▸ **YOUR OBJECTIVE**:
Identify each line below that contains the word "AnnotationData", and copy it out.

....

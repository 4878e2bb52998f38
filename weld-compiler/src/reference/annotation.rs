use std::fmt;
use std::hash::{Hash, Hasher};
use std::rc::Rc;

use once_cell::unsync::OnceCell;
use tracing::debug;
use weld_support::missing_argument_error;

use super::{ClassReference, ClassSource, DeclarationKey};
use crate::error::{CompilationError, CompilationResult, ErrorElement};
use crate::module::ModuleContext;
use crate::names::{well_known, FqName};
use crate::options::MarkerAnnotation;
use crate::resolve::TypeScope;
use crate::symbols::{AnnotationDescriptor, ConstantArgument, ConstantValue};
use crate::syntax::{AnnotationEntry, ArgumentExpr, ValueArgument};

/// A resolved annotation argument value. Both front-ends produce the same values for the same
/// source.
#[derive(Debug, Clone, PartialEq, Eq, Hash)]
pub enum AnnotationValue {
    Class(FqName),
    Enum { class: FqName, entry: String },
    String(String),
    Int(i64),
    Bool(bool),
    Array(Vec<AnnotationValue>),
    Annotation {
        fq_name: FqName,
        arguments: Vec<AnnotationArgument>,
    },
}

impl AnnotationValue {
    pub fn as_class(&self) -> Option<&FqName> {
        match self {
            AnnotationValue::Class(fq_name) => Some(fq_name),
            _ => None,
        }
    }
}

#[derive(Debug, Clone, PartialEq, Eq, Hash)]
pub struct AnnotationArgument {
    pub name: String,
    pub value: AnnotationValue,
}

pub(crate) struct AnnotationData {
    /// Position of the usage in the declaration's annotation list.
    index: usize,
    fq_name: FqName,
    arguments: OnceCell<Vec<AnnotationArgument>>,
}

#[derive(Debug, Clone, Copy)]
pub(crate) enum AnnotationSources<'m> {
    Syntax(&'m [AnnotationEntry]),
    Symbol(&'m [AnnotationDescriptor]),
}

#[derive(Clone)]
enum AnnotationSource<'m> {
    /// Arguments are resolved through the imports of `class`'s file.
    Syntax {
        entry: &'m AnnotationEntry,
        class: ClassReference<'m>,
    },
    Symbol(&'m AnnotationDescriptor),
}

/// Builds the annotation references of one declaration inside `declaring_class`, computing the
/// list at most once. Syntax annotations whose type cannot be resolved are left out.
pub(crate) fn memoized_annotations<'m>(
    cell: &OnceCell<Vec<Rc<AnnotationData>>>,
    declaring_class: &ClassReference<'m>,
    declaration: DeclarationKey,
    sources: AnnotationSources<'m>,
) -> Vec<AnnotationReference<'m>> {
    let module = declaring_class.module();
    let data = cell.get_or_init(|| {
        module.record(|counts| counts.annotations += 1);
        let data: Vec<Rc<AnnotationData>> = match sources {
            AnnotationSources::Syntax(entries) => {
                let scope = declaring_class.type_scope();
                entries
                    .iter()
                    .enumerate()
                    .filter_map(|(index, entry)| {
                        let fq_name = scope
                            .as_ref()
                            .and_then(|scope| scope.resolve_class_name(&entry.name));
                        if fq_name.is_none() {
                            debug!(annotation = %entry.name, ?declaration, "skipping unresolvable annotation");
                        }
                        Some(Rc::new(AnnotationData::new(index, fq_name?)))
                    })
                    .collect()
            }
            AnnotationSources::Symbol(descriptors) => descriptors
                .iter()
                .enumerate()
                .map(|(index, descriptor)| {
                    Rc::new(AnnotationData::new(index, descriptor.fq_name.clone()))
                })
                .collect(),
        };
        debug!(?declaration, count = data.len(), "computed annotations");
        data
    });

    data.iter()
        .filter_map(|data| {
            let source = match sources {
                AnnotationSources::Syntax(entries) => AnnotationSource::Syntax {
                    entry: entries.get(data.index)?,
                    class: declaring_class.clone(),
                },
                AnnotationSources::Symbol(descriptors) => {
                    AnnotationSource::Symbol(descriptors.get(data.index)?)
                }
            };
            Some(AnnotationReference {
                module,
                declaration: declaration.clone(),
                data: data.clone(),
                source,
            })
        })
        .collect()
}

impl AnnotationData {
    fn new(index: usize, fq_name: FqName) -> Self {
        Self {
            index,
            fq_name,
            arguments: OnceCell::new(),
        }
    }
}

/// One annotation usage on a declaration.
#[derive(Clone)]
pub struct AnnotationReference<'m> {
    module: &'m ModuleContext,
    declaration: DeclarationKey,
    data: Rc<AnnotationData>,
    source: AnnotationSource<'m>,
}

impl<'m> AnnotationReference<'m> {
    pub fn fq_name(&self) -> &FqName {
        &self.data.fq_name
    }

    pub fn short_name(&self) -> &str {
        self.data.fq_name.short_name()
    }

    pub fn declaration(&self) -> &DeclarationKey {
        &self.declaration
    }

    pub fn module(&self) -> &'m ModuleContext {
        self.module
    }

    /// The annotation class itself, if either front-end knows it.
    pub fn class_reference_or_null(&self) -> Option<ClassReference<'m>> {
        self.module.class_reference_or_null(&self.data.fq_name)
    }

    /// Arguments that were written at the usage site, in the order the annotation class declares
    /// its parameters. Defaults that were not written are absent.
    pub fn arguments(&self) -> &[AnnotationArgument] {
        self.data.arguments.get_or_init(|| {
            self.module
                .record(|counts| counts.annotation_arguments += 1);
            let declared = declared_argument_names(self.module, &self.data.fq_name);
            let arguments = match &self.source {
                AnnotationSource::Syntax { entry, class } => match class.type_scope() {
                    Some(scope) => syntax_arguments(self.module, &scope, &entry.arguments, &declared),
                    None => Vec::new(),
                },
                AnnotationSource::Symbol(descriptor) => {
                    symbol_arguments(self.module, &descriptor.arguments, &declared)
                }
            };
            debug!(annotation = %self.data.fq_name, count = arguments.len(), "computed annotation arguments");
            arguments
        })
    }

    pub fn argument_or_null(&self, name: &str) -> Option<&AnnotationValue> {
        self.arguments()
            .iter()
            .find(|argument| argument.name == name)
            .map(|argument| &argument.value)
    }

    fn class_argument_or_null(&self, name: &str) -> Option<ClassReference<'m>> {
        let fq_name = self.argument_or_null(name)?.as_class()?;
        self.module.class_reference_or_null(fq_name)
    }

    pub fn scope_or_null(&self) -> Option<ClassReference<'m>> {
        self.class_argument_or_null(well_known::SCOPE_ARGUMENT)
    }

    pub fn scope(&self) -> CompilationResult<ClassReference<'m>> {
        self.scope_or_null().ok_or_else(|| {
            self.error(missing_argument_error(
                well_known::SCOPE_ARGUMENT,
                &self.data.fq_name,
            ))
        })
    }

    pub fn bound_type_or_null(&self) -> Option<ClassReference<'m>> {
        self.class_argument_or_null(well_known::BOUND_TYPE_ARGUMENT)
    }

    fn is_marked_with(&self, marker: MarkerAnnotation) -> bool {
        let marker = self.module.options().markers.fq_name(marker);
        self.class_reference_or_null()
            .map_or(false, |class| class.is_annotated_with(marker))
    }

    pub fn is_qualifier(&self) -> bool {
        self.is_marked_with(MarkerAnnotation::Qualifier)
    }

    pub fn is_map_key(&self) -> bool {
        self.is_marked_with(MarkerAnnotation::MapKey)
    }

    pub fn is_dagger_scope(&self) -> bool {
        self.is_marked_with(MarkerAnnotation::Scope)
    }

    pub fn error_element(&self) -> ErrorElement {
        let description = format!("@{}", self.data.fq_name);
        match &self.source {
            AnnotationSource::Syntax { entry, class } => match class.source() {
                ClassSource::Syntax { file, .. } => {
                    ErrorElement::located(description, file.path.clone(), entry.span)
                }
                ClassSource::Symbol(_) => ErrorElement::described(description),
            },
            AnnotationSource::Symbol(_) => ErrorElement::described(description),
        }
    }

    pub fn error(&self, message: impl Into<String>) -> CompilationError {
        CompilationError::new(message).with_element(self.error_element())
    }
}

fn declared_argument_names(module: &ModuleContext, fq_name: &FqName) -> Vec<String> {
    let Some(class) = module.class_reference_or_null(fq_name) else {
        return Vec::new();
    };
    if let Some(constructor) = class.constructors().first() {
        return constructor
            .parameters()
            .iter()
            .map(|parameter| parameter.name().to_string())
            .collect();
    }
    class
        .properties()
        .iter()
        .map(|property| property.name().to_string())
        .collect()
}

fn in_declaration_order(mut arguments: Vec<AnnotationArgument>, declared: &[String]) -> Vec<AnnotationArgument> {
    arguments.sort_by_key(|argument| {
        declared
            .iter()
            .position(|name| *name == argument.name)
            .unwrap_or(declared.len())
    });
    arguments
}

fn syntax_arguments(
    module: &ModuleContext,
    scope: &TypeScope<'_>,
    arguments: &[ValueArgument],
    declared: &[String],
) -> Vec<AnnotationArgument> {
    let mut resolved = Vec::with_capacity(arguments.len());
    for (position, argument) in arguments.iter().enumerate() {
        let name = match (&argument.name, declared.get(position)) {
            (Some(name), _) => name.clone(),
            (None, Some(name)) => name.clone(),
            (None, None) => {
                debug!(position, "dropping positional argument without a declared parameter");
                continue;
            }
        };
        match syntax_value(module, scope, &argument.value) {
            Some(value) => resolved.push(AnnotationArgument { name, value }),
            None => debug!(argument = %name, "dropping unresolvable argument"),
        }
    }
    in_declaration_order(resolved, declared)
}

fn syntax_value(module: &ModuleContext, scope: &TypeScope<'_>, value: &ArgumentExpr) -> Option<AnnotationValue> {
    let value = match value {
        ArgumentExpr::ClassLiteral(type_ref) => {
            let ty = scope.resolve(type_ref)?.as_function_type();
            AnnotationValue::Class(ty.fq_name_or_null()?.clone())
        }
        ArgumentExpr::Reference(reference) => {
            let (class, entry) = scope.resolve_enum_entry(reference)?;
            AnnotationValue::Enum { class, entry }
        }
        ArgumentExpr::String(value) => AnnotationValue::String(value.clone()),
        ArgumentExpr::Int(value) => AnnotationValue::Int(*value),
        ArgumentExpr::Bool(value) => AnnotationValue::Bool(*value),
        ArgumentExpr::Array(values) => AnnotationValue::Array(
            values
                .iter()
                .map(|value| syntax_value(module, scope, value))
                .collect::<Option<_>>()?,
        ),
        ArgumentExpr::Annotation(entry) => {
            let fq_name = scope.resolve_class_name(&entry.name)?;
            let declared = declared_argument_names(module, &fq_name);
            AnnotationValue::Annotation {
                arguments: syntax_arguments(module, scope, &entry.arguments, &declared),
                fq_name,
            }
        }
    };
    Some(value)
}

fn symbol_arguments(
    module: &ModuleContext,
    arguments: &[ConstantArgument],
    declared: &[String],
) -> Vec<AnnotationArgument> {
    let arguments = arguments
        .iter()
        .map(|argument| AnnotationArgument {
            name: argument.name.clone(),
            value: symbol_value(module, &argument.value),
        })
        .collect();
    in_declaration_order(arguments, declared)
}

fn symbol_value(module: &ModuleContext, value: &ConstantValue) -> AnnotationValue {
    match value {
        ConstantValue::KClass(fq_name) => AnnotationValue::Class(fq_name.clone()),
        ConstantValue::Enum { class, entry } => AnnotationValue::Enum {
            class: class.clone(),
            entry: entry.clone(),
        },
        ConstantValue::String(value) => AnnotationValue::String(value.clone()),
        ConstantValue::Int(value) => AnnotationValue::Int(*value),
        ConstantValue::Bool(value) => AnnotationValue::Bool(*value),
        ConstantValue::Array(values) => AnnotationValue::Array(
            values
                .iter()
                .map(|value| symbol_value(module, value))
                .collect(),
        ),
        ConstantValue::Annotation(descriptor) => {
            let declared = declared_argument_names(module, &descriptor.fq_name);
            AnnotationValue::Annotation {
                fq_name: descriptor.fq_name.clone(),
                arguments: symbol_arguments(module, &descriptor.arguments, &declared),
            }
        }
    }
}

impl PartialEq for AnnotationReference<'_> {
    fn eq(&self, other: &Self) -> bool {
        self.declaration == other.declaration
            && self.data.fq_name == other.data.fq_name
            && self.arguments() == other.arguments()
    }
}

impl Eq for AnnotationReference<'_> {}

impl Hash for AnnotationReference<'_> {
    fn hash<H: Hasher>(&self, state: &mut H) {
        self.declaration.hash(state);
        self.data.fq_name.hash(state);
        self.arguments().hash(state);
    }
}

impl fmt::Debug for AnnotationReference<'_> {
    fn fmt(&self, f: &mut fmt::Formatter<'_>) -> fmt::Result {
        write!(f, "AnnotationReference(@{} on {:?})", self.data.fq_name, self.declaration)
    }
}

....

▸ **WRITTEN RESPONSE**:
pub(crate) struct AnnotationData {
    cell: &OnceCell<Vec<Rc<AnnotationData>>>,
        let data: Vec<Rc<AnnotationData>> = match sources {
                        Some(Rc::new(AnnotationData::new(index, fq_name?)))
                    Rc::new(AnnotationData::new(index, descriptor.fq_name.clone()))
impl AnnotationData {
    data: Rc<AnnotationData>,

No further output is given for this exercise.